Exercise: Look through the data below, and copy each line that carries the word "lenient".

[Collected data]
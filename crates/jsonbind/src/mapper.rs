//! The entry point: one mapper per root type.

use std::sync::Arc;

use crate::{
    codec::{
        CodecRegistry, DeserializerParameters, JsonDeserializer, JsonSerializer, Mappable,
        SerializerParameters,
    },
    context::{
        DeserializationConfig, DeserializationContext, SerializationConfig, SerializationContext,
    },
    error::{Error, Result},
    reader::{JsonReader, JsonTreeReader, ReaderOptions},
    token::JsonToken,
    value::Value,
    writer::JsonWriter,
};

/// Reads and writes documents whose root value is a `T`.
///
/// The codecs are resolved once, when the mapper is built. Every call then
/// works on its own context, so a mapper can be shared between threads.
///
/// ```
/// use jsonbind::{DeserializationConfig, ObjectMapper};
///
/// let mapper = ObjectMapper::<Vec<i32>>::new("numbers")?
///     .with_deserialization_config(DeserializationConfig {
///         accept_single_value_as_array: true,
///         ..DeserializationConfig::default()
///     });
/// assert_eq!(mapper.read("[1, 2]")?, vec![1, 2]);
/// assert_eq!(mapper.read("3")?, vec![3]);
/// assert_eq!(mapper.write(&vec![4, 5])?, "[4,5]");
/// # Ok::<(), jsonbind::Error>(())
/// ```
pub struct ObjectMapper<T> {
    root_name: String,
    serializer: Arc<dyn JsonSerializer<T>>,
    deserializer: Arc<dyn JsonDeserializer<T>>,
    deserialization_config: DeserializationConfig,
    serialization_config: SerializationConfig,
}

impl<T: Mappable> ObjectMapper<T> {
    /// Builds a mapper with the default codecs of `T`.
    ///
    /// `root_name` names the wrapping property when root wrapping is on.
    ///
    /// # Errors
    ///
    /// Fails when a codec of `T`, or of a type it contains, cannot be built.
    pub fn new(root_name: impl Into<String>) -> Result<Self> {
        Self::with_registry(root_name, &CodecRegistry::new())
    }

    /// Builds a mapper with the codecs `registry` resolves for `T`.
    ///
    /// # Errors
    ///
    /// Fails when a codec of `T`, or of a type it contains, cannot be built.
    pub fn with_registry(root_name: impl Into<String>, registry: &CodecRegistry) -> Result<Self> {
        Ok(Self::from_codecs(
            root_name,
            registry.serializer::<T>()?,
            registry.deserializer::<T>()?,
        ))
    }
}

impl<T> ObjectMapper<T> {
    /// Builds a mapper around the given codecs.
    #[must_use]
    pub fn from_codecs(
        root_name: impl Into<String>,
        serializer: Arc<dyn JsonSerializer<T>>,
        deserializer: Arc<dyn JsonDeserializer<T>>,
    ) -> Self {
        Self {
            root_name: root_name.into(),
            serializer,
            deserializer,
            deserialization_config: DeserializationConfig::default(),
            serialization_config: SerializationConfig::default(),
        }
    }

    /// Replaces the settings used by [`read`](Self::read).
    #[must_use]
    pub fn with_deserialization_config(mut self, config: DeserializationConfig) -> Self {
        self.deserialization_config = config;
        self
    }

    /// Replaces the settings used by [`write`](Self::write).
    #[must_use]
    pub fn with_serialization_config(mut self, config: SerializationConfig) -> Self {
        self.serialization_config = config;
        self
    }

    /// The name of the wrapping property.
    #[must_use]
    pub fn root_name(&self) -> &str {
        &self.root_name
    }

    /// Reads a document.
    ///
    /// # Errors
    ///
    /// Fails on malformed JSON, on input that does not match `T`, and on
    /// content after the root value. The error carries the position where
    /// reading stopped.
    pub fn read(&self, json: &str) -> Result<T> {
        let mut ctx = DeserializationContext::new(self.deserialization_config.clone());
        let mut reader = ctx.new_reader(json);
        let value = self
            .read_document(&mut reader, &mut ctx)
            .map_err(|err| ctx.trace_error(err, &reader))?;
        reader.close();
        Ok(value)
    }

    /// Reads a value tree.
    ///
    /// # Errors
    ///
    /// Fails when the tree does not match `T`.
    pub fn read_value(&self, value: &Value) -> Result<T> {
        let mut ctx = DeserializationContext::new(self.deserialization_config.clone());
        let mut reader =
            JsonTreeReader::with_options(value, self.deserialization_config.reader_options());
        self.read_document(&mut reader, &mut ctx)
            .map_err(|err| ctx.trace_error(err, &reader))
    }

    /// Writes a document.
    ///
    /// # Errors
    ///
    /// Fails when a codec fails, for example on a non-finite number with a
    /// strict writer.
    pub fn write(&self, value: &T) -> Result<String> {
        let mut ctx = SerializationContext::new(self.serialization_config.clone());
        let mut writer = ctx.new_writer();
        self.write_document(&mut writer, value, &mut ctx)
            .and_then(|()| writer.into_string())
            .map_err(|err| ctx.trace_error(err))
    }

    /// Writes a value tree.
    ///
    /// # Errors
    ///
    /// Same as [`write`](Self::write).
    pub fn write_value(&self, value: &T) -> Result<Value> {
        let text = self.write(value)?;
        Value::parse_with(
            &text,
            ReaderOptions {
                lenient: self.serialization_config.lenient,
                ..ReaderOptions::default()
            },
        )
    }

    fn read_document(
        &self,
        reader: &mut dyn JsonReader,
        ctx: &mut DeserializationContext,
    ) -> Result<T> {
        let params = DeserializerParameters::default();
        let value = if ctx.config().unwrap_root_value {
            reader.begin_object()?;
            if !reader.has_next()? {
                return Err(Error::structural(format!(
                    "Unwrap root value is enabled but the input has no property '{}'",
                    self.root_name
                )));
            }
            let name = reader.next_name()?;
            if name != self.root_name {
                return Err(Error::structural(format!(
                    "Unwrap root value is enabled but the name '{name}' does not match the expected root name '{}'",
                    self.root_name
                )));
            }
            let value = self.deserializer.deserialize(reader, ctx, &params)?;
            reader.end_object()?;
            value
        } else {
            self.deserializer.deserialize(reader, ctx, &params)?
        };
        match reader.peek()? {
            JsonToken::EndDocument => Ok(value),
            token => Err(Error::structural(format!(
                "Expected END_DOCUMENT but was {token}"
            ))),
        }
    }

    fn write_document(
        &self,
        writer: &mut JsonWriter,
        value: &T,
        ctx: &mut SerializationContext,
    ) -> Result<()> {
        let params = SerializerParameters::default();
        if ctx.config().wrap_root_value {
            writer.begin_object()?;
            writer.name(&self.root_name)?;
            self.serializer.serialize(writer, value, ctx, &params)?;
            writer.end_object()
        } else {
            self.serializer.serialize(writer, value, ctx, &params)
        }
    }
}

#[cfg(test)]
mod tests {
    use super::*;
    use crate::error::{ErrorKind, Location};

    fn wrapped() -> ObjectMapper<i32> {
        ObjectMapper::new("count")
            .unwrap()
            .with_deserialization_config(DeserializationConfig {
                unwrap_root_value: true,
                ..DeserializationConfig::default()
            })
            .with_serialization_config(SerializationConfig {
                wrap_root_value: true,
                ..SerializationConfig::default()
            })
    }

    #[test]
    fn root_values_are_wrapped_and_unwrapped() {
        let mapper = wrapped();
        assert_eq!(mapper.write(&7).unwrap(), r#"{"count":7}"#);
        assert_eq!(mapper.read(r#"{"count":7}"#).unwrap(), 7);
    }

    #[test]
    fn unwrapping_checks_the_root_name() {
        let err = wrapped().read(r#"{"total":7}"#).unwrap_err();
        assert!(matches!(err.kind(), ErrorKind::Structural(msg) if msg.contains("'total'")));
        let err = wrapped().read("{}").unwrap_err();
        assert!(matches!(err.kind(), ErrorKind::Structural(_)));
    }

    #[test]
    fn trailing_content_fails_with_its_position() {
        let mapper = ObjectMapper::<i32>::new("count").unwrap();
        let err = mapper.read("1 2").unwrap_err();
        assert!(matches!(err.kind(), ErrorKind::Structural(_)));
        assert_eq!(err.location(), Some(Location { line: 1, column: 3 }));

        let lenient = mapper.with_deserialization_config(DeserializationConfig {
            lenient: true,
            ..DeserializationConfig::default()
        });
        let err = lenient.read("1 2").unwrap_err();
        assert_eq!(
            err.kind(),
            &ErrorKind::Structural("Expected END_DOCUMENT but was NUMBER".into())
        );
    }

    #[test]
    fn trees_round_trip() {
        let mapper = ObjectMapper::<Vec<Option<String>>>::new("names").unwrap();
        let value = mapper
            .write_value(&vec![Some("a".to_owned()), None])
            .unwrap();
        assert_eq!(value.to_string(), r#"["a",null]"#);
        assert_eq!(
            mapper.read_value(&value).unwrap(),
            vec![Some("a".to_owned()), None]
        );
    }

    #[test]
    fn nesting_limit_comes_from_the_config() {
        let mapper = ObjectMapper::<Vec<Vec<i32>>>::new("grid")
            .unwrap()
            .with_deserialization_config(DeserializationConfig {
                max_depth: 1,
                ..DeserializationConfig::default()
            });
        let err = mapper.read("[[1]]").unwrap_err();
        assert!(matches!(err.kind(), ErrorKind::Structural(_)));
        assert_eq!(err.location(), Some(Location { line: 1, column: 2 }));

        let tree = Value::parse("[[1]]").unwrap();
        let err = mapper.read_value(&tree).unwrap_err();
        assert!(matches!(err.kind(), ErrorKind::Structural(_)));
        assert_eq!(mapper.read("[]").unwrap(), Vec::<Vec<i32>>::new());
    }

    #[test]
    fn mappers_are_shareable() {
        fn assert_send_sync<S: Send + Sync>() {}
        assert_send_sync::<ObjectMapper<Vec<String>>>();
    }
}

Solution to this task:
                lenient: self.serialization_config.lenient,
        let lenient = mapper.with_deserialization_config(DeserializationConfig {
            lenient: true,
        let err = lenient.read("1 2").unwrap_err();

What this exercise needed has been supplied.